Artificial Life helps sharpen this intuition. ALife has long studied life-like organization in media beyond carbon: software worlds, robots, chemical systems, and physical materials. Recent work on emergent computation in physical substrates makes the point from another angle: computation can be discovered, shaped, and used in matter, rather than only imposed on it from above [4]. Other recent work explores self-replicating programs arising on simple computational substrates [5]. For ACI, the lesson is substrate and organization. Boundaries matter. Energy, repair, reproduction of structure, and local adaptation matter.
A serious ACI layer should treat computation as a living design problem. A cognitive service needs a membrane: who can call it, what it can remember, what it can change, and when it must stop. It needs metabolism: how much energy, money, data, and attention it consumes. It needs signaling: how it reports uncertainty, provenance, and conflict to neighboring services and to humans. It needs death: a way to retire a model, revoke a memory, or cut a connection that has become harmful.
The older lineage of augmentation fits naturally here. Engelbart treated computers as a way to increase the capacity of humans to approach complex problems, rather than remove humans from the problem [6]. Hutchins showed that real cognition often lives across crews, instruments, marks on paper, habits, and shared procedures [7]. ACI belongs in that lineage. It should make distributed cognition more capable without enclosing it inside one opaque provider, one model, or one metric.
Domain-proximal compute is a practical route toward that. In a lab, the model should know the instrument protocol and the uncertainty of the measurement. In a factory, it should learn why an operator slows a line before the alarm fires. In a city, it should respect jurisdiction, maintenance schedules, public accountability, and the right to contest a decision. These constraints are part of computation.
The central design question becomes: what is the right size of a cognitive unit?
Too large, and it becomes a black box that absorbs everything. Too small, and it cannot carry context. The interesting unit may be something like an organ: specialized enough to do real work, bounded enough to govern, connected enough to participate in a larger body.

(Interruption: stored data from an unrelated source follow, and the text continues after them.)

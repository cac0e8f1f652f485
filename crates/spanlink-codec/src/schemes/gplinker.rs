//! GPLinker: relations as entity, head-link and tail-link pointer tables.
//!
//! Targets are sparse index lists padded to the batch's largest triple
//! count: `entity_labels (bs, 2, max_spo, 2)` holds subject and object
//! boundaries, `head_labels` / `tail_labels (bs, predicates, max_spo, 2)` hold
//! the `(subject, object)` head and tail pairs of each predicate. Unused slots
//! stay zero.

use std::collections::BTreeSet;

use candle_core::Tensor;
use tracing::debug;

use crate::config::DecodeConfig;
use crate::labels::{LabelRegistry, LabelSpace};
use crate::schemes::{fits, is_valid_span, max_count, BatchLayout, DecodeBatch, SchemeCollator, SchemeDecoder, TargetTensors};
use crate::tensor::{above_threshold, expect_leading, DenseTarget, ScoreGrid};
use crate::types::{DecodedTriple, RelationTriple, TripleSet};
use crate::Result;

/// Scores of the three pointer tables, each `(bs, channels, seq, seq)`.
#[derive(Debug, Clone)]
pub struct PairScores {
    /// Channel 0 scores subject spans, channel 1 object spans.
    pub entity: Tensor,
    pub head: Tensor,
    pub tail: Tensor,
}

#[derive(Debug, Clone)]
pub struct GpLinker {
    predicates: LabelSpace,
    decode: DecodeConfig,
}

impl GpLinker {
    pub fn new(registry: &LabelRegistry) -> Result<Self> {
        Ok(Self::from_space(registry.get()?.clone()))
    }

    pub fn from_space(predicates: LabelSpace) -> Self {
        Self {
            predicates,
            decode: DecodeConfig::default(),
        }
    }

    pub fn with_decode_config(mut self, decode: DecodeConfig) -> Self {
        self.decode = decode;
        self
    }

    pub fn predicates(&self) -> &LabelSpace {
        &self.predicates
    }
}

/// Triples a relation encoder can place in a `seq_len`-token example.
pub(crate) fn encodable<'a>(
    triples: &'a [RelationTriple],
    num_predicates: usize,
    seq_len: usize,
) -> Vec<&'a RelationTriple> {
    let kept: Vec<_> = triples
        .iter()
        .filter(|t| {
            t.predicate < num_predicates
                && fits(t.subject_head, t.subject_tail, seq_len)
                && fits(t.object_head, t.object_tail, seq_len)
        })
        .collect();
    if kept.len() < triples.len() {
        debug!("Dropped {} triples outside a {}-token sequence", triples.len() - kept.len(), seq_len);
    }
    kept
}

impl SchemeCollator for GpLinker {
    type Labels = Vec<RelationTriple>;

    fn targets(&self, labels: &[&Vec<RelationTriple>], layout: &BatchLayout<'_>) -> Result<TargetTensors> {
        let bs = labels.len();
        let num_predicates = self.predicates.len();
        let kept: Vec<Vec<&RelationTriple>> = labels
            .iter()
            .zip(layout.lengths)
            .map(|(triples, &length)| encodable(triples, num_predicates, length))
            .collect();
        let max_spo = max_count(kept.iter().map(Vec::len));

        let mut entity = DenseTarget::<i64>::zeros(&[bs, 2, max_spo, 2]);
        let mut head = DenseTarget::<i64>::zeros(&[bs, num_predicates, max_spo, 2]);
        let mut tail = DenseTarget::<i64>::zeros(&[bs, num_predicates, max_spo, 2]);

        for (b, triples) in kept.iter().enumerate() {
            for (slot, t) in triples.iter().enumerate() {
                let p = t.predicate;
                for (index, value) in [
                    ([b, 0, slot, 0], t.subject_head),
                    ([b, 0, slot, 1], t.subject_tail),
                    ([b, 1, slot, 0], t.object_head),
                    ([b, 1, slot, 1], t.object_tail),
                ] {
                    entity.set(&index, value as i64);
                }
                head.set(&[b, p, slot, 0], t.subject_head as i64);
                head.set(&[b, p, slot, 1], t.object_head as i64);
                tail.set(&[b, p, slot, 0], t.subject_tail as i64);
                tail.set(&[b, p, slot, 1], t.object_tail as i64);
            }
        }

        Ok(TargetTensors::new()
            .with("entity_labels", entity.into_tensor(layout.device)?)
            .with("head_labels", head.into_tensor(layout.device)?)
            .with("tail_labels", tail.into_tensor(layout.device)?))
    }
}

impl SchemeDecoder for GpLinker {
    type Scores = PairScores;
    type Output = TripleSet;

    fn decode(&self, scores: &PairScores, batch: &DecodeBatch<'_>) -> Result<Vec<TripleSet>> {
        decode_pair_tables(scores, &self.predicates, self.decode.threshold, batch)
    }
}

/// Join subject and object spans through predicate head and tail links.
///
/// A triple `(sh..st, p, oh..ot)` is recovered when subject span `(sh, st)`
/// and object span `(oh, ot)` both score above threshold, and so do
/// `head[p, sh, oh]` and `tail[p, st, ot]`.
pub(crate) fn decode_pair_tables(
    scores: &PairScores,
    predicates: &LabelSpace,
    threshold: f32,
    batch: &DecodeBatch<'_>,
) -> Result<Vec<TripleSet>> {
    let lengths = batch.lengths()?;
    let seq_len = batch.seq_len()?;
    let bs = batch.batch_size();
    let num_predicates = predicates.len();
    expect_leading(&scores.entity, &[bs, 2, seq_len, seq_len])?;
    expect_leading(&scores.head, &[bs, num_predicates, seq_len, seq_len])?;
    expect_leading(&scores.tail, &[bs, num_predicates, seq_len, seq_len])?;

    let mut subjects = vec![BTreeSet::new(); bs];
    let mut objects = vec![BTreeSet::new(); bs];
    for ix in above_threshold(&scores.entity, threshold)? {
        let (b, channel, start, end) = (ix[0], ix[1], ix[2], ix[3]);
        if !is_valid_span(start, end, lengths[b]) {
            continue;
        }
        if channel == 0 {
            subjects[b].insert((start, end));
        } else {
            objects[b].insert((start, end));
        }
    }

    let head = ScoreGrid::from_tensor(&scores.head)?;
    let tail = ScoreGrid::from_tensor(&scores.tail)?;
    let mut results = vec![TripleSet::new(); bs];
    for b in 0..bs {
        for &(sh, st) in &subjects[b] {
            for &(oh, ot) in &objects[b] {
                for p in 0..num_predicates {
                    if head.get(&[b, p, sh, oh]) <= threshold || tail.get(&[b, p, st, ot]) <= threshold {
                        continue;
                    }
                    let (Some(subject), Some(object), Some(predicate)) =
                        (batch.text_span(b, sh, st), batch.text_span(b, oh, ot), predicates.name(p))
                    else {
                        continue;
                    };
                    results[b].insert(DecodedTriple {
                        subject,
                        predicate: predicate.to_string(),
                        object,
                    });
                }
            }
        }
    }
    Ok(results)
}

ACI names this design problem. Generalist compute gave us foundation models. Domain-proximal compute can give us cognitive organs. Some will sit in clouds, some near instruments, some inside local institutions, some on devices, some in experimental substrates we do not yet know how to name. The goal is to place intelligence where it can act, be inspected, and remain answerable to the people whose worlds it enters.
The next test for AI is hard and concrete: can a computational system inherit skill without erasing the conditions that produced it?
References
[1] Jouppi, N. P., Young, C., Patil, N., Patterson, D., Agrawal, G., et al. (2017). “In-Datacenter Performance Analysis of a Tensor Processing Unit.” Proceedings of ISCA 2017. arXiv:1704.04760.
[2] Google Cloud announced eighth-generation TPUs split into training and inference variants in April 2026. See “Google Cloud announces eighth-generation TPUs, boasting AI training and inference leaps,” ITPro, 2026.
[3] NVIDIA. (2025). “NVIDIA Unveils Rubin CPX: A New Class of GPU Designed for Massive-Context Inference.” NVIDIA Newsroom, September 9, 2025.
[4] Heiney, K., Tufte, G., & Nichele, S. (2020). “On Artificial Life and Emergent Computation in Physical Substrates.” arXiv:2009.04518.
[5] Agüera y Arcas, B., Alakuijala, J., Evans, J., Laurie, B., Mordvintsev, A., Niklasson, E., Randazzo, E., & Versari, L. (2024). “Computational Life: How Well-formed, Self-replicating Programs Emerge from Simple Interaction.” arXiv:2406.19108.
[6] Engelbart, D. C. (1962). Augmenting Human Intellect: A Conceptual Framework. Stanford Research Institute.
[7] Hutchins, E. (1995). Cognition in the Wild. MIT Press.